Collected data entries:
*** Block opens ***

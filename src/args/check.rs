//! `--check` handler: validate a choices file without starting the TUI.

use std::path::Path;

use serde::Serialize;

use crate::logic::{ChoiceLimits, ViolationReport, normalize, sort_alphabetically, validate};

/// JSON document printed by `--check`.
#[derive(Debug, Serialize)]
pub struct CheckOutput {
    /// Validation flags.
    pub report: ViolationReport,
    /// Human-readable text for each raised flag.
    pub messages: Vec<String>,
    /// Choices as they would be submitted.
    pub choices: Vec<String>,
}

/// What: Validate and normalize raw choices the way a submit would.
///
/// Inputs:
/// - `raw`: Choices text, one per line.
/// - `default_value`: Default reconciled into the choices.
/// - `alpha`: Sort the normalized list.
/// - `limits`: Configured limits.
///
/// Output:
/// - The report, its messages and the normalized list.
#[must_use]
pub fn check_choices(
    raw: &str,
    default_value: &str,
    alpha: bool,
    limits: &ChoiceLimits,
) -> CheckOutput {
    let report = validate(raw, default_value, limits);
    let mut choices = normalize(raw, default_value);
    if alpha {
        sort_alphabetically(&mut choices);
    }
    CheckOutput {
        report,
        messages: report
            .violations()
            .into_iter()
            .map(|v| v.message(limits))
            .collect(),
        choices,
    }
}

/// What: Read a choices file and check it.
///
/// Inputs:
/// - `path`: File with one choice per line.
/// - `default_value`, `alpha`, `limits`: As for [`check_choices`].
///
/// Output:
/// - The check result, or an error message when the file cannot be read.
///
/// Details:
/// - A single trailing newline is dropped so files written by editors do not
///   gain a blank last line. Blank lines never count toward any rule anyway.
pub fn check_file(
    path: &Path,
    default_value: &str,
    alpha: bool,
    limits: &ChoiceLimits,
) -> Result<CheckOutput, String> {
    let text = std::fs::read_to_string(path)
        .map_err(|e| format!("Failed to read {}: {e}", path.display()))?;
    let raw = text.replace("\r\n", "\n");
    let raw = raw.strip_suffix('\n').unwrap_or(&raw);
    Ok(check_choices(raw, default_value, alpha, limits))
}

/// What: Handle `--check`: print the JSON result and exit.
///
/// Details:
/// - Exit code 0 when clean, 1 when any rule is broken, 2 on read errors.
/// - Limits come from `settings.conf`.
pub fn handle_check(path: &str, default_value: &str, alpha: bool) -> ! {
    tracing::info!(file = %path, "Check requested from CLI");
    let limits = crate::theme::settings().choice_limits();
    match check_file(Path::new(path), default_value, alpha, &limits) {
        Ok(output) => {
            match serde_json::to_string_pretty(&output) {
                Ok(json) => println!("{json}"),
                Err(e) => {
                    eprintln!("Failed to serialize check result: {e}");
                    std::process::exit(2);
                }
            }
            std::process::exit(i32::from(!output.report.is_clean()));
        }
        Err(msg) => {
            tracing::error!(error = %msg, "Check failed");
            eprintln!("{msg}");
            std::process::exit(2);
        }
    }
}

*** Block closes ***
*** Block opens ***

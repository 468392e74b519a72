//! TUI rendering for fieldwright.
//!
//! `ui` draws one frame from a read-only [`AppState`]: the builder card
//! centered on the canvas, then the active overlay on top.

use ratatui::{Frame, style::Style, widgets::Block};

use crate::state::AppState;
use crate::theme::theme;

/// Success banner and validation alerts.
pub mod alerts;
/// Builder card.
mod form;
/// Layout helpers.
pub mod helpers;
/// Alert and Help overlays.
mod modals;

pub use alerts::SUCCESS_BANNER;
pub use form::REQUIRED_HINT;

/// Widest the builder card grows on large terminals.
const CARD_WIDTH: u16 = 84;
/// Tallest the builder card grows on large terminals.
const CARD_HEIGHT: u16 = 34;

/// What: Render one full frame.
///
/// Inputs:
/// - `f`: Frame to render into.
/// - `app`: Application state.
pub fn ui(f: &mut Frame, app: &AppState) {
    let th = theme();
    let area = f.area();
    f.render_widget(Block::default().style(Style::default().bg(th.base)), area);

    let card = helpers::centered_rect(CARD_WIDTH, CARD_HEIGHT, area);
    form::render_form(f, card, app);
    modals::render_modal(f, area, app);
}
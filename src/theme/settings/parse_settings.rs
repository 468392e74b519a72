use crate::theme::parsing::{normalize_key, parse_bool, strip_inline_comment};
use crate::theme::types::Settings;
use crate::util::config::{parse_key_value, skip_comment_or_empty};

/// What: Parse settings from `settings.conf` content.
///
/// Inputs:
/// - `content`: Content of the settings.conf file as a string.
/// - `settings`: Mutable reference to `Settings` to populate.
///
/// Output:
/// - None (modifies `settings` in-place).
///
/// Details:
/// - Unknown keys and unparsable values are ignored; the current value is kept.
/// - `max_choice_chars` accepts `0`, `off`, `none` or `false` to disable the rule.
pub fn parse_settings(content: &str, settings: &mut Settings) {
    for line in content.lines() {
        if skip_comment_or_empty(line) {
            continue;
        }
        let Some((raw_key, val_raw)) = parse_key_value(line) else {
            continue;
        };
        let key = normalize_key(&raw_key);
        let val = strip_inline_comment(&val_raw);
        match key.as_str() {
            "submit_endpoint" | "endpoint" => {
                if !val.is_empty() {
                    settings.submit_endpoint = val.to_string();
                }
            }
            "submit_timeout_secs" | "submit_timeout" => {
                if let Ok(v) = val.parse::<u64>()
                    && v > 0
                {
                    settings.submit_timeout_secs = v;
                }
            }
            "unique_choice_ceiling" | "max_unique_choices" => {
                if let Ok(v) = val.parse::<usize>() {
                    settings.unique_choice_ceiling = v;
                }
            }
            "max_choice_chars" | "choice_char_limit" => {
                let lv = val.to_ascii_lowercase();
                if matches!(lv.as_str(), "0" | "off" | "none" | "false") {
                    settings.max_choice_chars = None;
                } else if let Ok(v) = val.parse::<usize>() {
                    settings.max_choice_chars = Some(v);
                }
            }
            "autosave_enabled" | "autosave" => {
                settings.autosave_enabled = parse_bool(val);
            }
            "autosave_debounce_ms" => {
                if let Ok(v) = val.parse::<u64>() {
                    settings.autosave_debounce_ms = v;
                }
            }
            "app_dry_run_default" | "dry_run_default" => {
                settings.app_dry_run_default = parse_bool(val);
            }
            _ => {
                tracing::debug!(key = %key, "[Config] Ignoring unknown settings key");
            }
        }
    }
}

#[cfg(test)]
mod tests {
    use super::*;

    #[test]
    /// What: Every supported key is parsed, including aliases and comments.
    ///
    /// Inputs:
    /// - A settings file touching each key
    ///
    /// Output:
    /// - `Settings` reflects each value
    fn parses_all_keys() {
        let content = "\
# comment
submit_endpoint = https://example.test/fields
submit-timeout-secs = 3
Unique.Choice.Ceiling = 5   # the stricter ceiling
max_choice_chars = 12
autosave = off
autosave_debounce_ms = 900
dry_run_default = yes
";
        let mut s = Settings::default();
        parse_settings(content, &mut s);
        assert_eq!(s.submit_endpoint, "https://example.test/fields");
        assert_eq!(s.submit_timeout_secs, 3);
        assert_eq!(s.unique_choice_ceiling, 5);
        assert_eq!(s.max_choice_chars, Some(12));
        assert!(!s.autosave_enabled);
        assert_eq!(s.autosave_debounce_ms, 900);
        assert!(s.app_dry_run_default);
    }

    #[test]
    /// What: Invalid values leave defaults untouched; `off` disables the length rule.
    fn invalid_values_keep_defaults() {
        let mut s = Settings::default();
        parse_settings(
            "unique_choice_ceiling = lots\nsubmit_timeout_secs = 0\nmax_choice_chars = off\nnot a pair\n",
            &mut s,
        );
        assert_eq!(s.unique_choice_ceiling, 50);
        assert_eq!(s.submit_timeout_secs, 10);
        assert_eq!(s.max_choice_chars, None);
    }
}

*** Block closes ***
*** Block opens ***

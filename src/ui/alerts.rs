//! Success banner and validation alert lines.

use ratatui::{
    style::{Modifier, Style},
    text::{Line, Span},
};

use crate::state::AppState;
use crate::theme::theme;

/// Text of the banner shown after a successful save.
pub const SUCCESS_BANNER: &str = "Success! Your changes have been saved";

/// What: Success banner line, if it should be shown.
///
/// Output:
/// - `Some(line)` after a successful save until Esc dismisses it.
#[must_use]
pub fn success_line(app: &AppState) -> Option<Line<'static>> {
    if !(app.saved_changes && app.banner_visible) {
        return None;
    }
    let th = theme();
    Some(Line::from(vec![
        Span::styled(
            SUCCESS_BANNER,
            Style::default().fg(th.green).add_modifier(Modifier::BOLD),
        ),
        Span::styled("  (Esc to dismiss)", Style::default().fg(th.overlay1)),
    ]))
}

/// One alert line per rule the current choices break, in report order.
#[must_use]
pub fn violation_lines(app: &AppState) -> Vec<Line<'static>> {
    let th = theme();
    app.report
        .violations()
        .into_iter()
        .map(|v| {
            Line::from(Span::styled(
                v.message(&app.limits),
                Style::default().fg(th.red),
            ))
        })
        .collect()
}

*** Block closes ***

- **The problem**:
Keeping every character as it is, restate the lines above that run from the line with "value is kept." through the line with "settings.max_choice_chars = None;", both included, and nothing else.

- **Exercise solution**:
/// - Unknown keys and unparsable values are ignored; the current value is kept.
/// - `max_choice_chars` accepts `0`, `off`, `none` or `false` to disable the rule.
pub fn parse_settings(content: &str, settings: &mut Settings) {
    for line in content.lines() {
        if skip_comment_or_empty(line) {
            continue;
        }
        let Some((raw_key, val_raw)) = parse_key_value(line) else {
            continue;
        };
        let key = normalize_key(&raw_key);
        let val = strip_inline_comment(&val_raw);
        match key.as_str() {
            "submit_endpoint" | "endpoint" => {
                if !val.is_empty() {
                    settings.submit_endpoint = val.to_string();
                }
            }
            "submit_timeout_secs" | "submit_timeout" => {
                if let Ok(v) = val.parse::<u64>()
                    && v > 0
                {
                    settings.submit_timeout_secs = v;
                }
            }
            "unique_choice_ceiling" | "max_unique_choices" => {
                if let Ok(v) = val.parse::<usize>() {
                    settings.unique_choice_ceiling = v;
                }
            }
            "max_choice_chars" | "choice_char_limit" => {
                let lv = val.to_ascii_lowercase();
                if matches!(lv.as_str(), "0" | "off" | "none" | "false") {
                    settings.max_choice_chars = None;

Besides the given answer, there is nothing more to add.